(Revista Aserto, número 89, diciembre del 2010)
Chihuahua vive uno de los peores momentos de su historia. Tres años han pasado ya desde el inicio de la “guerra contra el narco” implementada por el gobierno federal estancado al estado en una situación de muerte, violencia y destrucción. Aun si la “guerra” desapareciera hoy, las secuelas de la misma y la reconstrucción de Chihuahua durarían varios años.

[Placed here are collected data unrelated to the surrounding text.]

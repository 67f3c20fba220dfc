//! Storage abstraction and implementations for DevMate.
//!
//! This crate provides a trait-based storage interface with a JSON-file
//! reference implementation and an in-memory backend for tests and
//! ephemeral runs.

#![warn(missing_docs)]

pub mod trait_;
pub mod json_storage;
pub mod memory;

pub use trait_::{Result, Storage, StorageError};
pub use json_storage::JsonStorage;
pub use memory::MemoryStorage;
//! Storage trait abstraction.

use async_trait::async_trait;
use devmate_core::{
    Activity, ActivityId, Phase, PhaseId, Roadmap, RoadmapId, Topic, Track, UserId,
    UserPreferences,
};

/// Error type for storage operations.
pub type Result<T> = std::result::Result<T, StorageError>;

/// Errors that can occur during storage operations.
#[derive(Debug, thiserror::Error)]
pub enum StorageError {
    /// I/O error
    #[error("I/O error: {0}")]
    Io(#[from] std::io::Error),

    /// Serialization/deserialization error
    #[error("JSON error: {0}")]
    Json(#[from] serde_json::Error),

    /// Item not found
    #[error("Not found: {0}")]
    NotFound(String),

    /// Other error
    #[error("{0}")]
    Other(String),
}

/// Storage abstraction for DevMate data.
///
/// This trait allows different storage backends to be plugged in.
#[async_trait]
pub trait Storage: Send + Sync {
    // === Roadmap operations ===

    /// Save a roadmap record (create or update).
    async fn save_roadmap(&mut self, roadmap: &Roadmap) -> Result<()>;

    /// Load a roadmap by ID.
    async fn load_roadmap(&self, id: RoadmapId) -> Result<Option<Roadmap>>;

    /// Load the roadmap owned by a user. At most one exists per user.
    async fn load_roadmap_by_user(&self, user_id: &UserId) -> Result<Option<Roadmap>>;

    /// Delete a roadmap record. Phases are deleted separately.
    async fn delete_roadmap(&mut self, id: RoadmapId) -> Result<()>;

    // === Phase operations ===

    /// Save a phase (create or update).
    async fn save_phase(&mut self, phase: &Phase) -> Result<()>;

    /// Load a phase by ID.
    async fn load_phase(&self, id: PhaseId) -> Result<Option<Phase>>;

    /// List a roadmap's phases ordered by `phase_index`.
    async fn list_phases(&self, roadmap_id: RoadmapId) -> Result<Vec<Phase>>;

    /// Delete all of a roadmap's phases and their activities.
    ///
    /// Used on regeneration: the subtree is replaced wholesale, never
    /// diffed incrementally.
    async fn delete_phases(&mut self, roadmap_id: RoadmapId) -> Result<()>;

    // === Activity operations ===

    /// Save an activity (create or update).
    async fn save_activity(&mut self, activity: &Activity) -> Result<()>;

    /// Load an activity by ID.
    async fn load_activity(&self, id: ActivityId) -> Result<Option<Activity>>;

    /// List a phase's activities ordered by `activity_index`.
    async fn list_activities(&self, phase_id: PhaseId) -> Result<Vec<Activity>>;

    // === Progress update ===

    /// Persist the three records touched by a completion toggle as one
    /// unit: either all writes land or none remain observable.
    ///
    /// This is the transactional boundary that keeps the derived phase and
    /// roadmap percentages from going stale when a later write fails.
    async fn apply_progress_update(
        &mut self,
        activity: &Activity,
        phase: &Phase,
        roadmap: &Roadmap,
    ) -> Result<()>;

    // === Preferences operations ===

    /// Save a user's onboarding preferences.
    async fn save_preferences(&mut self, preferences: &UserPreferences) -> Result<()>;

    /// Load a user's onboarding preferences.
    async fn load_preferences(&self, user_id: &UserId) -> Result<Option<UserPreferences>>;

    // === Catalog operations ===

    /// Save a track.
    async fn save_track(&mut self, track: &Track) -> Result<()>;

    /// List all tracks.
    async fn list_tracks(&self) -> Result<Vec<Track>>;

    /// Save a topic.
    async fn save_topic(&mut self, topic: &Topic) -> Result<()>;

    /// List all topics.
    async fn list_topics(&self) -> Result<Vec<Topic>>;
}
//! Onboarding preferences service.

use std::sync::Arc;
use chrono::Utc;
use devmate_core::{
    confidence_from_array, validate_confidence_scores, UserId, UserPreferences,
    CONFIDENCE_QUESTIONS, MAX_CONFIDENCE_SCORE,
};
use devmate_storage::{Storage, StorageError};
use tokio::sync::Mutex;
use tracing::info;

/// Errors surfaced by onboarding operations.
#[derive(Debug, thiserror::Error)]
pub enum OnboardingError {
    /// The user already completed onboarding; preferences are write-once.
    #[error("user {0} already completed onboarding")]
    AlreadyOnboarded(UserId),

    /// The chosen track is not in the catalog.
    #[error("unknown track: {0}")]
    UnknownTrack(String),

    /// A chosen topic is not in the catalog.
    #[error("unknown topic: {0}")]
    UnknownTopic(String),

    /// The confidence answers fail validation.
    #[error(
        "confidence answers must be exactly {CONFIDENCE_QUESTIONS} scores in 0..={MAX_CONFIDENCE_SCORE}"
    )]
    InvalidConfidence,

    /// The underlying read or write failed.
    #[error(transparent)]
    Storage(#[from] StorageError),
}

/// Raw questionnaire answers as submitted.
#[derive(Debug, Clone)]
pub struct PreferencesSpec {
    /// Chosen track, by catalog name
    pub track: String,

    /// Topics of interest, by catalog name
    pub topics: Vec<String>,

    /// Confidence answers in question order
    pub confidence: Vec<u8>,
}

/// Summary of a user's stored preferences.
#[derive(Debug, Clone)]
pub struct PreferencesSummary {
    /// Track name, if the referenced track still exists in the catalog
    pub track_name: Option<String>,

    /// Number of topic interests
    pub topics_count: usize,

    /// Number of answered confidence questions
    pub confidence_count: usize,

    /// Whether the stored preferences are usable for generation
    pub is_complete: bool,
}

/// Onboarding preferences service.
pub struct OnboardingService<S: Storage> {
    storage: Arc<Mutex<S>>,
}

impl<S: Storage> OnboardingService<S> {
    /// Create a new onboarding service.
    pub fn new(storage: Arc<Mutex<S>>) -> Self {
        Self { storage }
    }

    /// Validate and persist a user's questionnaire answers.
    ///
    /// Preferences are write-once: a second submission is rejected rather
    /// than merged.
    pub async fn complete_onboarding(
        &self,
        user_id: &UserId,
        spec: PreferencesSpec,
    ) -> Result<UserPreferences, OnboardingError> {
        if !validate_confidence_scores(&spec.confidence) {
            return Err(OnboardingError::InvalidConfidence);
        }

        let mut storage = self.storage.lock().await;

        if storage.load_preferences(user_id).await?.is_some() {
            return Err(OnboardingError::AlreadyOnboarded(user_id.clone()));
        }

        let tracks = storage.list_tracks().await?;
        let track = tracks
            .iter()
            .find(|t| t.name == spec.track)
            .ok_or_else(|| OnboardingError::UnknownTrack(spec.track.clone()))?;

        let topics = storage.list_topics().await?;
        let mut topic_ids = Vec::with_capacity(spec.topics.len());
        for name in &spec.topics {
            let topic = topics
                .iter()
                .find(|t| t.name == *name)
                .ok_or_else(|| OnboardingError::UnknownTopic(name.clone()))?;
            topic_ids.push(topic.id);
        }

        let preferences = UserPreferences {
            user_id: user_id.clone(),
            track_id: track.id,
            topic_ids,
            confidence_scores: confidence_from_array(&spec.confidence),
            created_at: Utc::now(),
        };
        storage.save_preferences(&preferences).await?;

        info!(user = %user_id, track = %track.name, topics = preferences.topic_ids.len(), "onboarding completed");
        Ok(preferences)
    }

    /// Summarize a user's stored preferences. None when the user has not
    /// completed onboarding.
    pub async fn preferences_summary(
        &self,
        user_id: &UserId,
    ) -> Result<Option<PreferencesSummary>, OnboardingError> {
        let storage = self.storage.lock().await;

        let Some(preferences) = storage.load_preferences(user_id).await? else {
            return Ok(None);
        };

        let track_name = storage
            .list_tracks()
            .await?
            .into_iter()
            .find(|t| t.id == preferences.track_id)
            .map(|t| t.name);

        let is_complete = track_name.is_some()
            && !preferences.topic_ids.is_empty()
            && !preferences.confidence_scores.is_empty();

        Ok(Some(PreferencesSummary {
            track_name,
            topics_count: preferences.topic_ids.len(),
            confidence_count: preferences.confidence_scores.len(),
            is_complete,
        }))
    }
}

/// Load the built-in catalog into storage. Existing entries (matched by
/// name) are left as they are so seeding stays idempotent.
pub async fn seed_catalog<S: Storage>(storage: &Arc<Mutex<S>>) -> Result<(), StorageError> {
    use devmate_core::{builtin_topics, builtin_tracks, Topic, TopicId, Track, TrackId};

    let mut storage = storage.lock().await;

    let existing: Vec<String> = storage.list_tracks().await?.into_iter().map(|t| t.name).collect();
    for seed in builtin_tracks() {
        if existing.iter().any(|name| name == seed.name) {
            continue;
        }
        storage
            .save_track(&Track {
                id: TrackId::new(),
                name: seed.name.to_string(),
                description: seed.description.to_string(),
            })
            .await?;
    }

    let existing: Vec<String> = storage.list_topics().await?.into_iter().map(|t| t.name).collect();
    for seed in builtin_topics() {
        if existing.iter().any(|name| name == seed.name) {
            continue;
        }
        storage
            .save_topic(&Topic {
                id: TopicId::new(),
                name: seed.name.to_string(),
                description: seed.description.to_string(),
                track: seed.track.map(str::to_string),
            })
            .await?;
    }

    info!("catalog seeded");
    Ok(())
}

El estado ha pagado muy caro su situación geopolítica y su crónico estancamiento de desarrollo social. La combinación de ambas (la cercanía con Estados Unidos y la marginación de buena parte de su población) son elementos sinérgicos de la prolongación de una guerra perdida desde el inicio que dice más por sus silencios que por sus acciones. Mientras tanto gente muere asesinada todos los días en las grandes ciudades como Juárez y Chihuahua; en los municipios serranos; en las ciudades pequeñas y medianas; en las carreteras. El festín de sangre y anomia es hoy sinónimo del “estado grande”: grande en masacres, impunidad y corrupción sin límites.
El presente brillante se opaca con la pérdida de miles de empleos además de las muertes violentas y la explosión de los delitos de todo tipo, algunos de ellos desconocidos para las y los chihuahuenses hasta la llegada de las fuerzas militares y federales: extorsiones, secuestros, derecho de piso, carjackings, violaciones a los derechos humanos y las garantías individuales entre otras. La prosperidad económica va de salida junto a miles de residentes del estado que buscan salvar sus vidas o sus propiedades al tiempo que se establece un sórdido Estado de excepción no declarado donde nadie tiene la vida asegurada. El miedo generalizado y la desconfianza en las instituciones públicas, sobre todo las de impartición de justicia y policiacas, hacen posible una atmósfera de enajenación estresante, tristeza y desesperanza ante los días por venir.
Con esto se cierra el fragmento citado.